= Records from a data source =
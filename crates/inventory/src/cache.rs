//! Freshness-window cache in front of the aggregation pipeline.

use std::sync::Arc;
use std::time::Duration;

use chrono::{DateTime, Utc};

/// Default freshness window: five minutes.
pub const DEFAULT_FRESHNESS: Duration = Duration::from_secs(300);

#[derive(Debug, Clone, Copy, PartialEq, Eq)]
pub enum CacheStatus {
    /// Served from the cache; nothing was recomputed.
    Hit,
    /// Recomputed and stored.
    Miss,
}

#[derive(Debug)]
struct CacheEntry<T> {
    value: Arc<T>,
    computed_at: DateTime<Utc>,
}

/// Holds the last computed value and when it was computed.
///
/// A lookup at `now` is fresh when `now - computed_at < freshness`. Values are
/// shared as `Arc` so repeated hits hand out the same allocation.
#[derive(Debug)]
pub struct CacheGate<T> {
    freshness: Duration,
    entry: Option<CacheEntry<T>>,
}

impl<T> CacheGate<T> {
    pub fn new(freshness: Duration) -> Self {
        Self { freshness, entry: None }
    }

    pub fn freshness(&self) -> Duration {
        self.freshness
    }

    pub fn computed_at(&self) -> Option<DateTime<Utc>> {
        self.entry.as_ref().map(|e| e.computed_at)
    }

    /// Current value regardless of age.
    pub fn current(&self) -> Option<&Arc<T>> {
        self.entry.as_ref().map(|e| &e.value)
    }

    pub fn is_fresh(&self, now: DateTime<Utc>) -> bool {
        let Some(entry) = &self.entry else {
            return false;
        };
        // A clock that went backwards yields a negative age, which still counts as fresh.
        match (now - entry.computed_at).to_std() {
            Ok(age) => age < self.freshness,
            Err(_) => true,
        }
    }

    /// Cached value if still fresh at `now`.
    pub fn get_fresh(&self, now: DateTime<Utc>) -> Option<Arc<T>> {
        if self.is_fresh(now) {
            self.current().cloned()
        } else {
            None
        }
    }

    /// Store a freshly computed value, restarting the freshness window.
    pub fn store(&mut self, now: DateTime<Utc>, value: T) -> Arc<T> {
        let value = Arc::new(value);
        self.entry = Some(CacheEntry {
            value: Arc::clone(&value),
            computed_at: now,
        });
        value
    }

    /// Swap in a derived value without restarting the freshness window.
    ///
    /// Used for mutations: the collection changes but was not recomputed from
    /// source. Only a computed entry can be replaced; with no entry this is a
    /// no-op returning `None`, so the next lookup still misses.
    pub fn replace(&mut self, value: T) -> Option<Arc<T>> {
        let entry = self.entry.as_mut()?;
        entry.value = Arc::new(value);
        Some(Arc::clone(&entry.value))
    }

    pub fn invalidate(&mut self) {
        self.entry = None;
    }

    /// Return the fresh value, or compute, store and return a new one.
    pub fn load_with<E>(
        &mut self,
        now: DateTime<Utc>,
        compute: impl FnOnce() -> Result<T, E>,
    ) -> Result<(Arc<T>, CacheStatus), E> {
        if let Some(value) = self.get_fresh(now) {
            return Ok((value, CacheStatus::Hit));
        }
        let value = compute()?;
        Ok((self.store(now, value), CacheStatus::Miss))
    }
}

impl<T> Default for CacheGate<T> {
    fn default() -> Self {
        Self::new(DEFAULT_FRESHNESS)
    }
}
//! Domain error model.

use thiserror::Error;

/// Result type used across the domain layer.
pub type DomainResult<T> = Result<T, DomainError>;

/// Domain-level error.
///
/// Keep this focused on deterministic, business/domain failures (validation,
/// invariants, conflicts). Fixture IO and parsing have their own error types.
#[derive(Debug, Error, Clone, PartialEq, Eq)]
pub enum DomainError {
    /// A value failed validation (e.g. zero transfer quantity).
    #[error("validation failed: {0}")]
    Validation(String),

    /// A domain invariant was violated.
    #[error("invariant violated: {0}")]
    InvariantViolation(String),

    /// An identifier was invalid (e.g. blank SKU).
    #[error("invalid identifier: {0}")]
    InvalidId(String),

    /// A referenced item, bin or SKU entry does not exist.
    #[error("not found: {0}")]
    NotFound(String),

    /// A conflict occurred (e.g. a SKU that is already stocked).
    #[error("conflict: {0}")]
    Conflict(String),
}

impl DomainError {
    pub fn validation(msg: impl Into<String>) -> Self {
        Self::Validation(msg.into())
    }

    pub fn invariant(msg: impl Into<String>) -> Self {
        Self::InvariantViolation(msg.into())
    }

    pub fn invalid_id(msg: impl Into<String>) -> Self {
        Self::InvalidId(msg.into())
    }

    pub fn conflict(msg: impl Into<String>) -> Self {
        Self::Conflict(msg.into())
    }

    pub fn not_found(what: impl Into<String>) -> Self {
        Self::NotFound(what.into())
    }
}
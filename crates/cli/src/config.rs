//! Process configuration read from `STOCKQUEST_*` environment variables.

use std::path::PathBuf;
use std::str::FromStr;
use std::time::Duration;

use stockquest_inventory::DEFAULT_FRESHNESS;
use stockquest_observability::LogFormat;

pub const FIXTURES_DIR_VAR: &str = "STOCKQUEST_FIXTURES_DIR";
pub const CACHE_TTL_VAR: &str = "STOCKQUEST_CACHE_TTL_SECS";
pub const REFRESH_VAR: &str = "STOCKQUEST_REFRESH_SECS";
pub const LOG_FORMAT_VAR: &str = "STOCKQUEST_LOG_FORMAT";

const DEFAULT_FIXTURES_DIR: &str = "./fixtures";
const DEFAULT_REFRESH: Duration = Duration::from_secs(30);

#[derive(Debug, Clone, PartialEq, Eq)]
pub struct Config {
    pub fixtures_dir: PathBuf,
    pub cache_ttl: Duration,
    pub refresh_every: Duration,
    pub log_format: LogFormat,
}

impl Default for Config {
    fn default() -> Self {
        Self {
            fixtures_dir: PathBuf::from(DEFAULT_FIXTURES_DIR),
            cache_ttl: DEFAULT_FRESHNESS,
            refresh_every: DEFAULT_REFRESH,
            log_format: LogFormat::default(),
        }
    }
}

impl Config {
    pub fn from_env() -> Self {
        Self::from_lookup(|key| std::env::var(key).ok())
    }

    /// Build from an arbitrary variable lookup. Unset variables take their
    /// default; unparseable ones take their default and log a warning.
    pub fn from_lookup(lookup: impl Fn(&str) -> Option<String>) -> Self {
        let defaults = Self::default();

        let fixtures_dir = lookup(FIXTURES_DIR_VAR)
            .filter(|v| !v.trim().is_empty())
            .map(PathBuf::from)
            .unwrap_or(defaults.fixtures_dir);

        let cache_ttl = parse_or(&lookup, CACHE_TTL_VAR, defaults.cache_ttl.as_secs())
            .map_or(defaults.cache_ttl, Duration::from_secs);

        // A zero period would make the watch interval panic.
        let refresh_every = parse_or(&lookup, REFRESH_VAR, defaults.refresh_every.as_secs())
            .filter(|secs| *secs > 0)
            .map_or(defaults.refresh_every, Duration::from_secs);

        let log_format = parse_or(&lookup, LOG_FORMAT_VAR, defaults.log_format)
            .unwrap_or(defaults.log_format);

        Self {
            fixtures_dir,
            cache_ttl,
            refresh_every,
            log_format,
        }
    }
}

fn parse_or<T>(lookup: &impl Fn(&str) -> Option<String>, key: &str, default: T) -> Option<T>
where
    T: FromStr + core::fmt::Debug,
    T::Err: core::fmt::Display,
{
    let Some(raw) = lookup(key) else {
        return Some(default);
    };
    match raw.trim().parse::<T>() {
        Ok(value) => Some(value),
        Err(err) => {
            tracing::warn!(var = key, value = %raw, ?default, "ignoring invalid setting: {err}");
            None
        }
    }
}
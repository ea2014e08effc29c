//! Event primitives: the `Event` trait, envelopes, and a pub/sub bus.
//!
//! The stock core uses these to hand XP awards, achievement unlocks and
//! user-facing notices to whatever collaborator is listening.

pub mod bus;
pub mod envelope;
pub mod event;
pub mod in_memory_bus;

pub use bus::{EventBus, Subscription};
pub use envelope::EventEnvelope;
pub use event::Event;
pub use in_memory_bus::{InMemoryBusError, InMemoryEventBus};
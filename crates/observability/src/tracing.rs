//! Tracing/logging initialization.
//!
//! Filtering is configured via `RUST_LOG` and defaults to `info`.

use core::str::FromStr;

use tracing_subscriber::EnvFilter;

#[derive(Debug, Clone, Copy, Default, PartialEq, Eq)]
pub enum LogFormat {
    /// One JSON object per line.
    #[default]
    Json,
    /// Human-readable, multi-line output for local runs.
    Pretty,
}

#[derive(Debug, thiserror::Error, PartialEq, Eq)]
#[error("unknown log format `{0}` (expected `json` or `pretty`)")]
pub struct UnknownLogFormat(pub String);

impl FromStr for LogFormat {
    type Err = UnknownLogFormat;

    fn from_str(s: &str) -> Result<Self, Self::Err> {
        match s.trim().to_ascii_lowercase().as_str() {
            "json" => Ok(LogFormat::Json),
            "pretty" => Ok(LogFormat::Pretty),
            other => Err(UnknownLogFormat(other.to_string())),
        }
    }
}

/// Initialize tracing/logging for the process.
///
/// Safe to call multiple times (subsequent calls are no-ops).
pub fn init(format: LogFormat) {
    let filter = EnvFilter::try_from_default_env().unwrap_or_else(|_| EnvFilter::new("info"));

    let builder = tracing_subscriber::fmt()
        .with_env_filter(filter)
        .with_timer(tracing_subscriber::fmt::time::SystemTime);

    let _ = match format {
        LogFormat::Json => builder.json().with_target(false).try_init(),
        LogFormat::Pretty => builder.pretty().try_init(),
    };
}
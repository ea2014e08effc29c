use chrono::{DateTime, Utc};
use serde::{Deserialize, Serialize};

use stockquest_core::{BinId, DomainError, DomainResult, Entity, Money, Sku, StockItemId};

use crate::catalog::DEFAULT_REORDER_POINT;
use crate::status::{Movement, StockStatus, classify, movement};

/// Primary location of an item with no bin holdings.
pub const UNASSIGNED_LOCATION: &str = "UNASSIGNED";

/// Multiplier from reorder point (or initial quantity) to `max_stock`.
pub const MAX_STOCK_FACTOR: u32 = 5;

/// One bin's contribution to an item's total.
#[derive(Debug, Clone, PartialEq, Eq, Serialize, Deserialize)]
#[serde(rename_all = "camelCase")]
pub struct Location {
    pub bin_id: BinId,
    pub quantity: u32,
    pub last_updated: DateTime<Utc>,
}

/// Per-SKU stock view derived from the catalog and bin holdings.
///
/// `quantity` tracks `Σ locations.quantity` after aggregation and transfers.
/// Adjustments and audits overwrite `quantity` without touching `locations`.
/// Items added by hand list their entered location, but no bin holds that
/// stock until the bins are updated at the source.
#[derive(Debug, Clone, PartialEq, Serialize, Deserialize)]
#[serde(rename_all = "camelCase")]
pub struct StockItem {
    pub id: StockItemId,
    pub sku: Sku,
    pub name: String,
    pub category: String,
    pub quantity: u32,
    pub reorder_point: u32,
    pub max_stock: u32,
    /// Bin holding the most of this SKU, or [`UNASSIGNED_LOCATION`].
    pub location: BinId,
    pub locations: Vec<Location>,
    pub status: StockStatus,
    pub movement: Movement,
    pub last_updated: DateTime<Utc>,
    #[serde(default, skip_serializing_if = "Option::is_none")]
    pub last_audit: Option<DateTime<Utc>>,
    /// Unit price.
    pub value: Money,
}

impl StockItem {
    pub fn locations_total(&self) -> u64 {
        self.locations.iter().map(|l| u64::from(l.quantity)).sum()
    }

    pub fn is_unassigned(&self) -> bool {
        self.location.as_str() == UNASSIGNED_LOCATION
    }

    /// Stock value at unit price.
    pub fn stock_value(&self) -> Money {
        self.value.times(self.quantity)
    }

    /// Copy with a new quantity, reclassified and stamped as updated at `now`.
    pub fn with_quantity(&self, quantity: u32, now: DateTime<Utc>) -> StockItem {
        let mut next = self.reclassified(quantity);
        next.last_updated = now;
        next
    }

    /// Copy with an absolute counted quantity, reclassified and stamped as audited at `now`.
    pub fn with_counted(&self, counted: u32, now: DateTime<Utc>) -> StockItem {
        let mut next = self.reclassified(counted);
        next.last_audit = Some(now);
        next
    }

    /// Copy with `locations` replaced; the primary location follows, `quantity` does not.
    pub fn with_locations(&self, locations: Vec<Location>) -> StockItem {
        let mut next = self.clone();
        next.location = primary_location(&locations);
        next.locations = locations;
        next
    }

    fn reclassified(&self, quantity: u32) -> StockItem {
        StockItem {
            quantity,
            status: classify(quantity, self.reorder_point),
            movement: movement(quantity, self.reorder_point),
            ..self.clone()
        }
    }
}

impl Entity for StockItem {
    type Id = StockItemId;

    fn id(&self) -> &Self::Id {
        &self.id
    }
}

/// Bin with the strictly largest quantity; the first one seen wins ties.
pub(crate) fn primary_location(locations: &[Location]) -> BinId {
    let mut best: Option<&Location> = None;
    for loc in locations {
        match best {
            Some(b) if loc.quantity <= b.quantity => {}
            _ => best = Some(loc),
        }
    }
    best.map(|l| l.bin_id.clone())
        .unwrap_or_else(|| BinId::new(UNASSIGNED_LOCATION))
}

/// Fields for a manually added stock item.
#[derive(Debug, Clone, PartialEq, Serialize, Deserialize)]
#[serde(rename_all = "camelCase")]
pub struct NewStockItem {
    pub sku: Sku,
    pub name: String,
    #[serde(default)]
    pub category: String,
    pub quantity: u32,
    #[serde(default)]
    pub reorder_point: Option<u32>,
    #[serde(default)]
    pub max_stock: Option<u32>,
    #[serde(default)]
    pub location: Option<BinId>,
    #[serde(default)]
    pub value: Money,
}

impl NewStockItem {
    pub fn new(sku: impl Into<Sku>, name: impl Into<String>, quantity: u32) -> Self {
        Self {
            sku: sku.into(),
            name: name.into(),
            category: String::new(),
            quantity,
            reorder_point: None,
            max_stock: None,
            location: None,
            value: Money::ZERO,
        }
    }

    pub fn validate(&self) -> DomainResult<()> {
        if self.sku.as_str().trim().is_empty() {
            return Err(DomainError::validation("sku cannot be empty"));
        }
        if self.name.trim().is_empty() {
            return Err(DomainError::validation("name cannot be empty"));
        }
        Ok(())
    }

    /// Build the stock item. Unset reorder point defaults to 50 and unset
    /// max stock to `quantity × 5`.
    ///
    /// A given `location` becomes the item's single location entry. No bin's
    /// `current_stock` is written, so transfers of this SKU out of that bin
    /// fail until the source reports the stock.
    pub fn into_item(self, id: StockItemId, now: DateTime<Utc>) -> StockItem {
        let reorder_point = match self.reorder_point {
            Some(point) if point > 0 => point,
            _ => DEFAULT_REORDER_POINT,
        };
        let max_stock = match self.max_stock {
            Some(max) if max > 0 => max,
            _ => self.quantity.saturating_mul(MAX_STOCK_FACTOR),
        };
        let locations: Vec<Location> = self
            .location
            .into_iter()
            .map(|bin_id| Location {
                bin_id,
                quantity: self.quantity,
                last_updated: now,
            })
            .collect();

        StockItem {
            id,
            sku: self.sku,
            name: self.name,
            category: self.category,
            quantity: self.quantity,
            reorder_point,
            max_stock,
            location: primary_location(&locations),
            locations,
            status: classify(self.quantity, reorder_point),
            movement: movement(self.quantity, reorder_point),
            last_updated: now,
            last_audit: Some(now),
            value: self.value,
        }
    }
}
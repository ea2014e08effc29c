//! Warehouse stock core.
//!
//! Turns per-bin holdings plus a product catalog into classified stock items
//! and aggregate statistics, gates recomputation behind a freshness window,
//! and applies the stock mutations (adjust, audit, transfer, add).
//!
//! Everything here is synchronous domain logic; IO is confined to
//! [`WarehouseSnapshot::load_dir`] and whatever [`WarehouseSource`] the host
//! plugs in.

pub mod aggregator;
pub mod bin_audit;
pub mod bin_metrics;
pub mod cache;
pub mod catalog;
pub mod clock;
pub mod item;
pub mod query;
pub mod rewards;
pub mod selection;
pub mod stats;
pub mod status;
pub mod store;
pub mod transfer;

pub use aggregator::{Aggregation, aggregate, locations_of};
pub use bin_audit::{BinAudit, BinAuditLine, BinAuditResult};
pub use bin_metrics::{BinMetrics, bin_metrics, zones};
pub use cache::{CacheGate, CacheStatus, DEFAULT_FRESHNESS};
pub use catalog::{
    Bin, BinStock, DEFAULT_REORDER_POINT, FixtureError, InMemorySource, Product, StockTake,
    StockTakeCount, StockTakeStatus, StockTakeSummary, WarehouseSnapshot, WarehouseSource,
};
pub use clock::{Clock, ManualClock, SystemClock};
pub use item::{Location, NewStockItem, StockItem, UNASSIGNED_LOCATION};
pub use query::{SortKey, StatusFilter, StockQuery};
pub use rewards::{Achievement, Achievements, NoticeLevel, Notifier, StockEnvelope, StockEvent, tally_xp};
pub use selection::Selection;
pub use stats::{AggregateStats, summarize};
pub use status::{Movement, StockStatus, classify, movement};
pub use store::{AuditOutcome, ReloadOutcome, StockStore, StoreConfig};
pub use transfer::{TransferPlan, TransferRequest, plan_transfer};
//! Time source for freshness checks and mutation timestamps.

use std::sync::{Arc, RwLock};

use chrono::{DateTime, Duration, Utc};

pub trait Clock {
    fn now(&self) -> DateTime<Utc>;
}

/// Wall clock.
#[derive(Debug, Clone, Copy, Default)]
pub struct SystemClock;

impl Clock for SystemClock {
    fn now(&self) -> DateTime<Utc> {
        Utc::now()
    }
}

/// Manually driven clock. Clones share the same instant, so a test can keep a
/// handle while the store owns another.
#[derive(Debug, Clone)]
pub struct ManualClock {
    now: Arc<RwLock<DateTime<Utc>>>,
}

impl ManualClock {
    pub fn new(start: DateTime<Utc>) -> Self {
        Self {
            now: Arc::new(RwLock::new(start)),
        }
    }

    pub fn set(&self, instant: DateTime<Utc>) {
        if let Ok(mut now) = self.now.write() {
            *now = instant;
        }
    }

    pub fn advance(&self, by: Duration) {
        if let Ok(mut now) = self.now.write() {
            *now += by;
        }
    }
}

impl Clock for ManualClock {
    fn now(&self) -> DateTime<Utc> {
        match self.now.read() {
            Ok(now) => *now,
            Err(poisoned) => *poisoned.into_inner(),
        }
    }
}

impl<C: Clock + ?Sized> Clock for Arc<C> {
    fn now(&self) -> DateTime<Utc> {
        (**self).now()
    }
}

#[cfg(test)]
mod tests {
    use super::*;
    use chrono::TimeZone;

    #[test]
    fn manual_clock_clones_share_time() {
        let clock = ManualClock::new(Utc.timestamp_opt(0, 0).unwrap());
        let handle = clock.clone();

        handle.advance(Duration::seconds(90));
        assert_eq!(clock.now(), Utc.timestamp_opt(90, 0).unwrap());

        handle.set(Utc.timestamp_opt(5, 0).unwrap());
        assert_eq!(clock.now().timestamp(), 5);
    }
}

= DIRECTIONS =
Whenever a line in the records above contains the string "holdings", copy that line.

= WORKED SOLUTION =
/// Primary location of an item with no bin holdings.
/// Per-SKU stock view derived from the catalog and bin holdings.
//! Turns per-bin holdings plus a product catalog into classified stock items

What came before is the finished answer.